[What the task asks]: In the entries that follow, find the line containing "to the device.", then output exactly every line from the first through that one.

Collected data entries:
Content starts
use std::sync::{
	Arc,
	Mutex,
	PoisonError,
};

use super::{
	Drive,
	Levels,
	Peer,
};

/// Byte sent for reads once the configured data runs out.
pub const FILL_BYTE: u8 = 0xab;

/// Clock stretching applied after every SCL falling edge of a transaction
/// addressed to the device.
#[derive(Clone, Copy, PartialEq, Eq, Debug)]
pub enum Stretch {
	Never,
	Ticks(u64),
	/// hold SCL low for good after the first falling edge
	Forever,
}

/// One addressed transaction as seen by the device.
#[derive(Clone, PartialEq, Eq, Debug)]
pub struct Transfer {
	pub address: u8,
	pub read: bool,
	/// bytes received (write) or put on the bus (read)
	pub data: Vec<u8>,
}

/// Shared view of the transactions a `SimSlaveDevice` took part in.
#[derive(Clone, Default, Debug)]
pub struct Transfers(Arc<Mutex<Vec<Transfer>>>);

impl Transfers {
	pub fn get(&self) -> Vec<Transfer> {
		self.0.lock().unwrap_or_else(PoisonError::into_inner).clone()
	}

	fn push(&self, transfer: Transfer) {
		self.0.lock().unwrap_or_else(PoisonError::into_inner).push(transfer);
	}

	fn push_byte(&self, byte: u8) {
		let mut transfers = self.0.lock().unwrap_or_else(PoisonError::into_inner);
		if let Some(last) = transfers.last_mut() {
			last.data.push(byte);
		}
	}
}

#[derive(Clone, Copy, PartialEq, Eq, Debug)]
enum Phase {
	Idle,
	// not for us, or finished; wait for the next START
	Ignore,
	Receive {
		bits: u8,
		byte: u8,
		address: bool,
	},
	AckOut {
		ack: bool,
		then_transmit: bool,
	},
	Transmit {
		bits: u8,
		byte: u8,
	},
	MasterAck {
		ack: bool,
	},
}

/// Simulated slave device answering a single 7-bit address.
///
/// Written data bytes are acknowledged according to the ACK sequence (ACK
/// once it runs out); reads return the TX data followed by `FILL_BYTE`. Both
/// sequences restart with every address phase.
pub struct SimSlaveDevice {
	address: u8,
	ack_sequence: Vec<bool>,
	ack_index: usize,
	tx_data: Vec<u8>,
	tx_index: usize,
	stretch: Stretch,
	transfers: Transfers,
	phase: Phase,
	prev: Levels,
	drive: Drive,
	stretch_until: Option<u64>,
}

impl SimSlaveDevice {
	pub fn new(address: u8) -> Self {
		SimSlaveDevice {
			address,
			ack_sequence: Vec::new(),
			ack_index: 0,
			tx_data: Vec::new(),
			tx_index: 0,
			stretch: Stretch::Never,
			transfers: Transfers::default(),
			phase: Phase::Idle,
			prev: Levels { scl: true, sda: true },
			drive: Drive::default(),
			stretch_until: None,
		}
	}

	pub fn with_ack_sequence(mut self, acks: Vec<bool>) -> Self {
		self.ack_sequence = acks;
		self
	}

	pub fn with_tx_data(mut self, data: Vec<u8>) -> Self {
		self.tx_data = data;
		self
	}

	pub fn with_stretch(mut self, stretch: Stretch) -> Self {
		self.stretch = stretch;
		self
	}

	/// Handle to the transfer log; take it before attaching the device.
	pub fn transfers(&self) -> Transfers {
		self.transfers.clone()
	}

	fn next_ack(&mut self) -> bool {
		let ack = self.ack_sequence.get(self.ack_index).cloned().unwrap_or(true);
		self.ack_index += 1;
		ack
	}

	fn next_tx(&mut self) -> u8 {
		let byte = self.tx_data.get(self.tx_index).cloned().unwrap_or(FILL_BYTE);
		self.tx_index += 1;
		self.transfers.push_byte(byte);
		byte
	}

	fn start_transmit(&mut self) {
		let byte = self.next_tx();
		self.drive.sda_low = 0 == byte & 0x80;
		self.phase = Phase::Transmit {
			bits: 1,
			byte,
		};
	}

	fn on_rise(&mut self, sda: bool) {
		match &mut self.phase {
			Phase::Receive { bits, byte, .. } if *bits < 8 => {
				*byte = (*byte << 1) | sda as u8;
				*bits += 1;
			},
			Phase::MasterAck { ack } => *ack = !sda,
			_ => (),
		}
	}

	fn on_fall(&mut self, now: u64) {
		match self.phase {
			Phase::Idle | Phase::Ignore => return,
			Phase::Receive { bits, .. } if bits < 8 => (),
			Phase::Receive { byte, address: true, .. } => {
				if byte >> 1 != self.address {
					self.phase = Phase::Ignore;
					return;
				}
				let read = 0 != byte & 1;
				self.transfers.push(Transfer {
					address: self.address,
					read,
					data: Vec::new(),
				});
				self.ack_index = 0;
				self.tx_index = 0;
				self.drive.sda_low = true;
				self.phase = Phase::AckOut {
					ack: true,
					then_transmit: read,
				};
			},
			Phase::Receive { byte, address: false, .. } => {
				self.transfers.push_byte(byte);
				let ack = self.next_ack();
				self.drive.sda_low = ack;
				self.phase = Phase::AckOut {
					ack,
					then_transmit: false,
				};
			},
			Phase::AckOut { ack: false, .. } | Phase::MasterAck { ack: false } => {
				self.drive.sda_low = false;
				self.phase = Phase::Ignore;
			},
			Phase::AckOut { ack: true, then_transmit: true } | Phase::MasterAck { ack: true } => {
				self.start_transmit();
			},
			Phase::AckOut { ack: true, then_transmit: false } => {
				self.drive.sda_low = false;
				self.phase = Phase::Receive {
					bits: 0,
					byte: 0,
					address: false,
				};
			},
			Phase::Transmit { bits, byte } if bits < 8 => {
				self.drive.sda_low = 0 == byte & (0x80 >> bits);
				self.phase = Phase::Transmit {
					bits: bits + 1,
					byte,
				};
			},
			Phase::Transmit { .. } => {
				self.drive.sda_low = false;
				self.phase = Phase::MasterAck { ack: false };
			},
		}

		match self.stretch {
			Stretch::Never => (),
			Stretch::Ticks(ticks) => {
				self.drive.scl_low = true;
				self.stretch_until = Some(now + ticks);
			},
			Stretch::Forever => self.drive.scl_low = true,
		}
	}
}

impl Peer for SimSlaveDevice {
	fn step(&mut self, now: u64, levels: Levels) -> Drive {
		if let Some(until) = self.stretch_until {
			if now >= until {
				self.drive.scl_low = false;
				self.stretch_until = None;
			}
		}

		let prev = self.prev;
		self.prev = levels;
		if prev.scl && levels.scl {
			if prev.sda && !levels.sda {
				self.drive.sda_low = false;
				self.phase = Phase::Receive {
					bits: 0,
					byte: 0,
					address: true,
				};
			} else if !prev.sda && levels.sda {
				self.drive.sda_low = false;
				self.phase = Phase::Idle;
			}
		} else if !prev.scl && levels.scl {
			self.on_rise(levels.sda);
		} else if prev.scl && !levels.scl {
			self.on_fall(now);
		}
		self.drive
	}
}
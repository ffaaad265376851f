use ndarray::Array2;
use rand::Rng;
use rand_distr::{Distribution, Normal};

use crate::error::ParameterError;

use super::{Discretization, Ensemble, Path, TimeGrid};

/// Discretized planar Brownian motion started at the origin.
///
/// Increments are independent with law `N(0, sigma² dt)` per coordinate,
/// `dt = T / (steps - 1)`.
#[derive(Debug, Clone)]
pub struct BrownianMotion {
    grid: TimeGrid,
    sigma: f64,
    increment: Normal<f64>,
}

impl BrownianMotion {
    /// Standard Brownian motion (`sigma = 1`) over `[0, duration]` with `steps` samples.
    pub fn new(duration: f64, steps: usize) -> Result<Self, ParameterError> {
        let grid = TimeGrid::resolve(duration, Discretization::Steps(steps)).inspect_err(|e| {
            tracing::warn!("Rejected Brownian motion parameters: {}", e);
        })?;
        Self::build(grid, 1.0)
    }

    /// Scale the increments by `sigma`.
    pub fn with_sigma(self, sigma: f64) -> Result<Self, ParameterError> {
        Self::build(self.grid, sigma)
    }

    fn build(grid: TimeGrid, sigma: f64) -> Result<Self, ParameterError> {
        if !(sigma.is_finite() && sigma > 0.0) {
            return Err(ParameterError::InvalidSigma(sigma));
        }
        let increment =
            Normal::new(0.0, sigma * grid.dt().sqrt()).map_err(|_| ParameterError::InvalidSigma(sigma))?;
        Ok(Self {
            grid,
            sigma,
            increment,
        })
    }

    pub fn grid(&self) -> &TimeGrid {
        &self.grid
    }

    pub fn sigma(&self) -> f64 {
        self.sigma
    }

    /// Variance of one coordinate at time `t`, `sigma² t`
    pub fn exact_variance(&self, t: f64) -> f64 {
        self.sigma * self.sigma * t
    }

    pub fn simulate(&self) -> Path {
        self.simulate_with(&mut rand::rng())
    }

    pub fn simulate_with<R: Rng + ?Sized>(&self, rng: &mut R) -> Path {
        let steps = self.grid.steps();
        let mut positions = Array2::<f64>::zeros((steps, 2));
        for i in 1..steps {
            for axis in 0..2 {
                positions[[i, axis]] = positions[[i - 1, axis]] + self.increment.sample(rng);
            }
        }
        tracing::debug!(
            "Brownian motion: {} steps, dt = {}, sigma = {}",
            steps,
            self.grid.dt(),
            self.sigma
        );
        Path::new(self.grid.times(), positions, self.grid.dt())
    }

    pub fn simulate_ensemble(&self, n_paths: usize) -> Result<Ensemble<Path>, ParameterError> {
        self.simulate_ensemble_with(n_paths, &mut rand::rng())
    }

    pub fn simulate_ensemble_with<R: Rng + ?Sized>(
        &self,
        n_paths: usize,
        rng: &mut R,
    ) -> Result<Ensemble<Path>, ParameterError> {
        if n_paths == 0 {
            return Err(ParameterError::NoPaths);
        }
        let mut ensemble = Ensemble::with_capacity(n_paths);
        for _ in 0..n_paths {
            ensemble.push(self.simulate_with(rng));
        }
        Ok(ensemble)
    }
}

#[cfg(test)]
mod tests {
    use super::*;
    use approx::assert_relative_eq;
    use rand::{rngs::StdRng, SeedableRng};

    #[test]
    fn starts_at_origin_with_requested_length() {
        let bm = BrownianMotion::new(1.0, 101).unwrap();
        assert_relative_eq!(bm.grid().dt(), 0.01);
        let path = bm.simulate_with(&mut StdRng::seed_from_u64(1));
        assert_eq!(path.positions().dim(), (101, 2));
        assert_eq!(path.initial_position(), Some([0.0, 0.0]));
    }

    #[test]
    fn rejects_invalid_inputs() {
        assert_eq!(
            BrownianMotion::new(-1.0, 10).unwrap_err(),
            ParameterError::InvalidDuration(-1.0)
        );
        assert_eq!(
            BrownianMotion::new(1.0, 0).unwrap_err(),
            ParameterError::TooFewSteps(0)
        );
        assert_eq!(
            BrownianMotion::new(1.0, 10)
                .unwrap()
                .with_sigma(0.0)
                .unwrap_err(),
            ParameterError::InvalidSigma(0.0)
        );
    }

    #[test]
    fn sigma_scales_variance() {
        let bm = BrownianMotion::new(2.0, 3).unwrap().with_sigma(3.0).unwrap();
        assert_relative_eq!(bm.exact_variance(2.0), 18.0);
    }
}
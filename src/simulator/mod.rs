//! Sample-path simulators
//!
//! Two walk families share the same time discretization:
//! - [`KacWalk`]: finite-speed motion whose velocity flips at Poisson-rate events
//! - [`BrownianMotion`]: a discretized Wiener process with Gaussian increments
//!
//! Every simulator validates its parameters on construction. Once built, drawing a
//! path cannot fail, so a simulation either yields a complete [`Path`] or nothing.
//!
//! ```rust,ignore
//! use kacwalk::prelude::*;
//! use rand::{rngs::StdRng, SeedableRng};
//!
//! let kac = KacWalk::new(KacParameters::new(4.0, 2.0, 10.0, Discretization::Steps(2000)))?
//!     .with_variant(KacVariant::DirectionRedraw);
//! let mut rng = StdRng::seed_from_u64(7);
//! let path = kac.simulate_with(&mut rng);
//! assert_eq!(path.positions().nrows(), 2000);
//! ```

mod brownian;
mod kac;
mod path;
mod sweep;

pub use brownian::BrownianMotion;
pub use kac::{FlipTrigger, KacParameters, KacVariant, KacWalk};
pub use path::{Ensemble, IncrementMoments, KacPath, Path};
pub use sweep::{FlipSetting, Sweep, SweepRun};

use ndarray::Array1;
use serde::{Deserialize, Serialize};

use crate::error::ParameterError;

/// How the interval `[0, T]` is cut into samples.
#[derive(Debug, Clone, Copy, PartialEq, Serialize, Deserialize)]
#[serde(rename_all = "snake_case")]
pub enum Discretization {
    /// Fixed number of samples including both endpoints, `dt = T / (steps - 1)`.
    Steps(usize),
    /// Fixed step size, `steps = floor(T / dt)`.
    StepSize(f64),
}

/// Resolved discretization of a simulation interval.
#[derive(Debug, Clone, Copy, PartialEq)]
pub struct TimeGrid {
    duration: f64,
    steps: usize,
    dt: f64,
}

impl TimeGrid {
    /// Validate `duration` and `discretization` and derive the step count and size.
    pub fn resolve(duration: f64, discretization: Discretization) -> Result<Self, ParameterError> {
        if !(duration.is_finite() && duration > 0.0) {
            return Err(ParameterError::InvalidDuration(duration));
        }
        let (steps, dt) = match discretization {
            Discretization::Steps(steps) => {
                if steps < 2 {
                    return Err(ParameterError::TooFewSteps(steps));
                }
                (steps, duration / (steps - 1) as f64)
            }
            Discretization::StepSize(dt) => {
                if !(dt.is_finite() && dt > 0.0) {
                    return Err(ParameterError::InvalidStepSize(dt));
                }
                let steps = (duration / dt).floor() as usize;
                if steps < 2 {
                    return Err(ParameterError::TooFewSteps(steps));
                }
                (steps, dt)
            }
        };
        Ok(Self {
            duration,
            steps,
            dt,
        })
    }

    pub fn duration(&self) -> f64 {
        self.duration
    }

    pub fn steps(&self) -> usize {
        self.steps
    }

    pub fn dt(&self) -> f64 {
        self.dt
    }

    /// Sample times `i * dt` for `i in 0..steps`.
    pub fn times(&self) -> Array1<f64> {
        Array1::from_iter((0..self.steps).map(|i| i as f64 * self.dt))
    }
}
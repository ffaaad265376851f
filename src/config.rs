//! Experiment configuration
//!
//! Everything a run needs, in one serde document. Missing sections and fields fall
//! back to the settings used for the published figures:
//!
//! ```json
//! {
//!   "walk": { "rate": 4.0, "speed": 2.0, "duration": 10.0, "steps": 2000,
//!             "variant": "direction_redraw", "seed": 7 },
//!   "sweep": { "n_paths": 3, "discretization": { "step_size": 0.01 } },
//!   "field": { "model": { "epsilon": 1e-6 } }
//! }
//! ```

use std::path::Path;

use rand::{rngs::StdRng, SeedableRng};
use serde::{Deserialize, Serialize};

use crate::error::{KacError, ParameterError};
use crate::field::{Grid, VelocityFieldModel};
use crate::simulator::{
    BrownianMotion, Discretization, FlipTrigger, KacParameters, KacVariant, KacWalk, Sweep,
};

/// A single Kac walk.
#[derive(Debug, Clone, PartialEq, Serialize, Deserialize)]
#[serde(default)]
pub struct WalkConfig {
    pub rate: f64,
    pub speed: f64,
    pub duration: f64,
    pub steps: usize,
    pub variant: KacVariant,
    pub trigger: FlipTrigger,
    /// Fixed seed for reproducible paths; `None` draws a fresh one
    pub seed: Option<u64>,
}

impl Default for WalkConfig {
    fn default() -> Self {
        Self {
            rate: 4.0,
            speed: 2.0,
            duration: 10.0,
            steps: 2000,
            variant: KacVariant::DirectionRedraw,
            trigger: FlipTrigger::Bernoulli,
            seed: None,
        }
    }
}

impl WalkConfig {
    pub fn kac_walk(&self) -> Result<KacWalk, ParameterError> {
        KacWalk::new(KacParameters::new(
            self.rate,
            self.speed,
            self.duration,
            Discretization::Steps(self.steps),
        ))?
        .with_variant(self.variant)
        .with_trigger(self.trigger)
    }

    pub fn rng(&self) -> StdRng {
        seeded_rng(self.seed)
    }
}

/// A single Brownian path.
#[derive(Debug, Clone, PartialEq, Serialize, Deserialize)]
#[serde(default)]
pub struct BrownianConfig {
    pub duration: f64,
    pub steps: usize,
    pub sigma: f64,
    pub seed: Option<u64>,
}

impl Default for BrownianConfig {
    fn default() -> Self {
        Self {
            duration: 10.0,
            steps: 2000,
            sigma: 1.0,
            seed: None,
        }
    }
}

impl BrownianConfig {
    pub fn brownian(&self) -> Result<BrownianMotion, ParameterError> {
        BrownianMotion::new(self.duration, self.steps)?.with_sigma(self.sigma)
    }

    pub fn rng(&self) -> StdRng {
        seeded_rng(self.seed)
    }
}

/// Velocity field comparison grids.
#[derive(Debug, Clone, PartialEq, Serialize, Deserialize)]
#[serde(default)]
pub struct FieldConfig {
    pub model: VelocityFieldModel,
    /// Times at which both norms are evaluated
    pub times: Grid,
    /// Positions at which both fields are evaluated
    pub xs: Grid,
    /// One field profile is produced per entry
    pub profile_times: Vec<f64>,
}

impl Default for FieldConfig {
    fn default() -> Self {
        Self {
            model: VelocityFieldModel::default(),
            times: Grid::norm_times(),
            xs: Grid::profile_xs(),
            profile_times: vec![0.1, 0.5, 0.9],
        }
    }
}

/// Complete description of a run.
#[derive(Debug, Clone, PartialEq, Default, Serialize, Deserialize)]
#[serde(default)]
pub struct ExperimentConfig {
    pub walk: WalkConfig,
    pub brownian: BrownianConfig,
    pub sweep: Sweep,
    pub field: FieldConfig,
}

impl ExperimentConfig {
    pub fn from_json_str(json: &str) -> Result<Self, KacError> {
        Ok(serde_json::from_str(json)?)
    }

    pub fn from_path(path: impl AsRef<Path>) -> Result<Self, KacError> {
        let contents = std::fs::read_to_string(path.as_ref())?;
        let config = Self::from_json_str(&contents)?;
        tracing::debug!("Loaded experiment configuration from {}", path.as_ref().display());
        Ok(config)
    }

    pub fn to_json_string(&self) -> Result<String, KacError> {
        Ok(serde_json::to_string_pretty(self)?)
    }

    /// Validate every simulation section without drawing any sample.
    pub fn validate(&self) -> Result<(), ParameterError> {
        self.walk.kac_walk()?;
        self.brownian.brownian()?;
        self.sweep.walks()?;
        Ok(())
    }
}

fn seeded_rng(seed: Option<u64>) -> StdRng {
    match seed {
        Some(seed) => StdRng::seed_from_u64(seed),
        None => StdRng::from_rng(&mut rand::rng()),
    }
}

#[cfg(test)]
mod tests {
    use super::*;

    #[test]
    fn empty_document_uses_defaults() {
        let config = ExperimentConfig::from_json_str("{}").unwrap();
        assert_eq!(config, ExperimentConfig::default());
        assert!(config.validate().is_ok());
    }

    #[test]
    fn partial_sections_are_merged_with_defaults() {
        let json = r#"{
            "walk": { "rate": 2.0, "variant": "axis_flip", "trigger": "legacy_poisson", "seed": 9 },
            "sweep": { "n_paths": 2, "discretization": { "steps": 101 } },
            "field": { "model": { "epsilon": 0.001 }, "profile_times": [0.25] }
        }"#;
        let config = ExperimentConfig::from_json_str(json).unwrap();
        assert_eq!(config.walk.rate, 2.0);
        assert_eq!(config.walk.speed, 2.0);
        assert_eq!(config.walk.variant, KacVariant::AxisFlip);
        assert_eq!(config.walk.trigger, FlipTrigger::LegacyPoisson);
        assert_eq!(config.walk.seed, Some(9));
        assert_eq!(config.sweep.n_paths, 2);
        assert_eq!(config.sweep.discretization, Discretization::Steps(101));
        assert_eq!(config.sweep.settings.len(), 4);
        assert_eq!(config.field.model.epsilon, 0.001);
        assert_eq!(config.field.model.c, 2.0);
        assert_eq!(config.field.profile_times, vec![0.25]);
    }

    #[test]
    fn unstable_walk_fails_validation() {
        let json = r#"{ "walk": { "duration": 100000.0, "steps": 1000 } }"#;
        let config = ExperimentConfig::from_json_str(json).unwrap();
        assert!(matches!(
            config.validate(),
            Err(ParameterError::UnstableFlipProbability { .. })
        ));
    }

    #[test]
    fn malformed_json_is_a_parse_error() {
        assert!(matches!(
            ExperimentConfig::from_json_str("{ \"walk\": 3 }"),
            Err(KacError::Json(_))
        ));
    }

    #[test]
    fn json_round_trip_preserves_config() {
        let config = ExperimentConfig::default();
        let json = config.to_json_string().unwrap();
        assert_eq!(ExperimentConfig::from_json_str(&json).unwrap(), config);
    }
}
Content ends
[Task output]:
use std::sync::{
	Arc,
	Mutex,
	PoisonError,
};

use super::{
	Drive,
	Levels,
	Peer,
};

/// Byte sent for reads once the configured data runs out.
pub const FILL_BYTE: u8 = 0xab;

/// Clock stretching applied after every SCL falling edge of a transaction
/// addressed to the device.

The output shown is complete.